Action on the determinants occurs both within the health sector and outside it, through local networks and national advocacy coalitions. The Ministry of Health (2002g) commissioned a reducing inequalities framework to advance work on the determinants of health, which identifies several key sites for interventions. These include i) structural approaches to tackling the root causes of health inequities; ii) intermediary pathways focussing on targeting material, psychosocial and behavioural factors that mediate the impact of structural factors and iii) interventions within health and disability services to minimise the impact of disability and illness. A substantive review undertaken by the NACHD (1998, p.

61) of ninety-eight publications into interventions to reduce health inequalities found structural measures to be most effective.

One of the emerging tools of the determinants tradition is also the use of social and health impact assessment tools (see Ministry of Health, 2007e; Public Health Advisory Committee, 2005). Health impact assessment “...is a combination of procedures, methods and tools by which a policy may be assessed and judged for its health effects across a population” (World Health Organization, 1999, p. 4).

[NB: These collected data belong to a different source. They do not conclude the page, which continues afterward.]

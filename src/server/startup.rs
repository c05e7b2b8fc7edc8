//! Server initialization.
//!
//! Connects the database and session store, builds outbound providers from configuration,
//! and bootstraps the first admin invite.

use std::sync::Arc;

use sea_orm::DatabaseConnection;
use time::Duration;
use tower_sessions::{cookie::SameSite, Expiry, SessionManagerLayer};
use tower_sessions_sqlx_store::SqliteStore;
use tracing_subscriber::EnvFilter;

use crate::server::{
    config::Config,
    error::AppError,
    provider::{
        notify::{LogNotifier, Notifier, WebhookNotifier},
        payment::{DisabledPaymentGateway, HttpPaymentGateway, PaymentGateway},
    },
    service::invite::InviteService,
};

/// Initializes the global tracing subscriber.
///
/// Honors `RUST_LOG` and falls back to `info` when it is unset or invalid.
pub fn init_tracing() {
    let filter = EnvFilter::try_from_default_env().unwrap_or_else(|_| EnvFilter::new("info"));

    tracing_subscriber::fmt().with_env_filter(filter).init();
}

/// Connects to the Sqlite database and runs pending migrations.
///
/// Establishes a connection pool to the Sqlite database using the connection string from
/// configuration, then automatically runs all pending SeaORM migrations to ensure the database
/// schema is up-to-date. This function must complete successfully before the application can
/// access the database.
///
/// # Arguments
/// - `config` - Application configuration containing the database URL
///
/// # Returns
/// - `Ok(DatabaseConnection)` - Connected database with migrations applied
/// - `Err(Error)` - Failed to connect to database or run migrations
pub async fn connect_to_database(config: &Config) -> Result<DatabaseConnection, AppError> {
    use migration::{Migrator, MigratorTrait};
    use sea_orm::{ConnectOptions, Database};

    let mut opt = ConnectOptions::new(&config.database_url);
    opt.sqlx_logging(false);

    let db = Database::connect(opt).await?;

    Migrator::up(&db, None).await?;

    Ok(db)
}

/// Creates the session layer backed by the application database.
///
/// Sessions are stored in the same Sqlite database and expire after 7 days of
/// inactivity. Cookies are marked secure when the application is served over HTTPS.
///
/// # Arguments
/// - `db` - Connected database whose pool hosts the session table
/// - `config` - Application configuration used to decide cookie security
///
/// # Returns
/// - `Ok(SessionManagerLayer)` - Session layer ready to attach to the router
/// - `Err(AppError::SqlxErr)` - Failed to create the session table
pub async fn connect_to_session(
    db: &DatabaseConnection,
    config: &Config,
) -> Result<SessionManagerLayer<SqliteStore>, AppError> {
    let pool = db.get_sqlite_connection_pool();
    let session_store = SqliteStore::new(pool.clone());
    session_store.migrate().await?;

    let session = SessionManagerLayer::new(session_store)
        .with_secure(config.app_url.starts_with("https://"))
        .with_same_site(SameSite::Lax)
        .with_expiry(Expiry::OnInactivity(Duration::days(7)));

    Ok(session)
}

/// Builds the HTTP client used for outbound provider calls.
///
/// Redirects are disabled so provider URLs cannot bounce requests elsewhere.
pub fn setup_reqwest_client() -> Result<reqwest::Client, AppError> {
    let client = reqwest::Client::builder()
        .redirect(reqwest::redirect::Policy::none())
        .timeout(std::time::Duration::from_secs(15))
        .build()?;

    Ok(client)
}

/// Selects the payment gateway from configuration.
///
/// Uses the HTTP gateway when both `PAYMENTS_API_URL` and `PAYMENTS_API_KEY` are set,
/// otherwise every payout attempt fails with "payments not configured".
pub fn setup_payment_gateway(config: &Config, client: reqwest::Client) -> Arc<dyn PaymentGateway> {
    match (&config.payments_api_url, &config.payments_api_key) {
        (Some(url), Some(key)) => {
            tracing::info!("Payments enabled via {}", url);
            Arc::new(HttpPaymentGateway::new(client, url, key.clone()))
        }
        _ => {
            tracing::warn!("PAYMENTS_API_URL or PAYMENTS_API_KEY not set, payouts are disabled");
            Arc::new(DisabledPaymentGateway)
        }
    }
}

/// Selects the notifier from configuration.
///
/// Uses the webhook notifier when `NOTIFY_WEBHOOK_URL` is set, otherwise messages are
/// only written to the log.
pub fn setup_notifier(config: &Config, client: reqwest::Client) -> Arc<dyn Notifier> {
    match &config.notify_webhook_url {
        Some(url) => Arc::new(WebhookNotifier::new(client, url.clone())),
        None => {
            tracing::info!("NOTIFY_WEBHOOK_URL not set, notifications are logged only");
            Arc::new(LogNotifier)
        }
    }
}

/// Ensures a path to the first admin account exists.
///
/// When no admin user exists and `ADMIN_EMAIL` is configured, creates (or reuses) a
/// pending admin invite for that address and logs its link.
///
/// # Arguments
/// - `db` - Database connection
/// - `config` - Application configuration with the admin email and app URL
///
/// # Returns
/// - `Ok(())` - Admin exists, invite logged, or no admin email configured
/// - `Err(AppError)` - Database error while checking or creating the invite
pub async fn check_for_admin(db: &DatabaseConnection, config: &Config) -> Result<(), AppError> {
    let Some(admin_email) = config.admin_email.as_deref() else {
        return Ok(());
    };

    let service = InviteService::new(db, &LogNotifier, &config.app_url);
    if let Some(link) = service.bootstrap_admin(admin_email).await? {
        tracing::info!("No admin user found. Accept the admin invite at: {}", link);
    }

    Ok(())
}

This process of critical review identifies both potential intended and unintended impacts of policies, plans and regulation and the distribution of those impacts on communities. It can be used at project level to decide about a new skate park or at a strategic policy level about public transport policy. It can be used by policy-makers and affected communities together or separately to provide evidence to inform policy development, implementation and/or evaluation.

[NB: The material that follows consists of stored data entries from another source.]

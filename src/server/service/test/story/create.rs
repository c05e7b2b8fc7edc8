use super::*;

/// Tests that stories with the same title get suffixed slugs.
///
/// Expected: `harvest-table`, `harvest-table-2`, `harvest-table-3`
#[tokio::test]
async fn suffixes_colliding_slugs() -> Result<(), AppError> {
    let test = TestBuilder::new().with_all_tables().build().await.unwrap();
    let db = test.db.as_ref().unwrap();

    let service = StoryService::new(db);

    let mut slugs = Vec::new();
    for _ in 0..3 {
        let story = service.create(params("Harvest Table!", false), None).await?;
        slugs.push(story.slug);
    }

    assert_eq!(slugs, vec!["harvest-table", "harvest-table-2", "harvest-table-3"]);

    Ok(())
}

/// Tests that renaming a story keeps its slug.
///
/// Expected: Ok with the new title and the original slug
#[tokio::test]
async fn keeps_slug_on_update() -> Result<(), AppError> {
    let test = TestBuilder::new().with_all_tables().build().await.unwrap();
    let db = test.db.as_ref().unwrap();

    let service = StoryService::new(db);
    let story = service.create(params("Blue Mountain Coffee", true), None).await?;

    let updated = service
        .update(story.id, params("Blue Mountain Coffee Farmers", true))
        .await?;

    assert_eq!(updated.title, "Blue Mountain Coffee Farmers");
    assert_eq!(updated.slug, "blue-mountain-coffee");
    assert_eq!(updated.published_at, story.published_at);

    Ok(())
}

In summary, generic approaches to public health have been shaped and adapted to changing political environments and to new evidence about what influences health status. Early emphasis was placed on using legislation to address poor water, sanitation and housing, to tracking disease patterns through epidemiology, to medical break-throughs enabling health screening and immunisation. The 1970s brought emphasis on healthy lifestyles and behavioural models. New insights about the impact of social and physical environments on health lead to interventions addressing psychosocial risk factors and emphasis on the importance of equity, community engagement and empowerment. Emerging determinants approaches highlight the role of healthy public policy and multi sector collaboration to achieving health gain.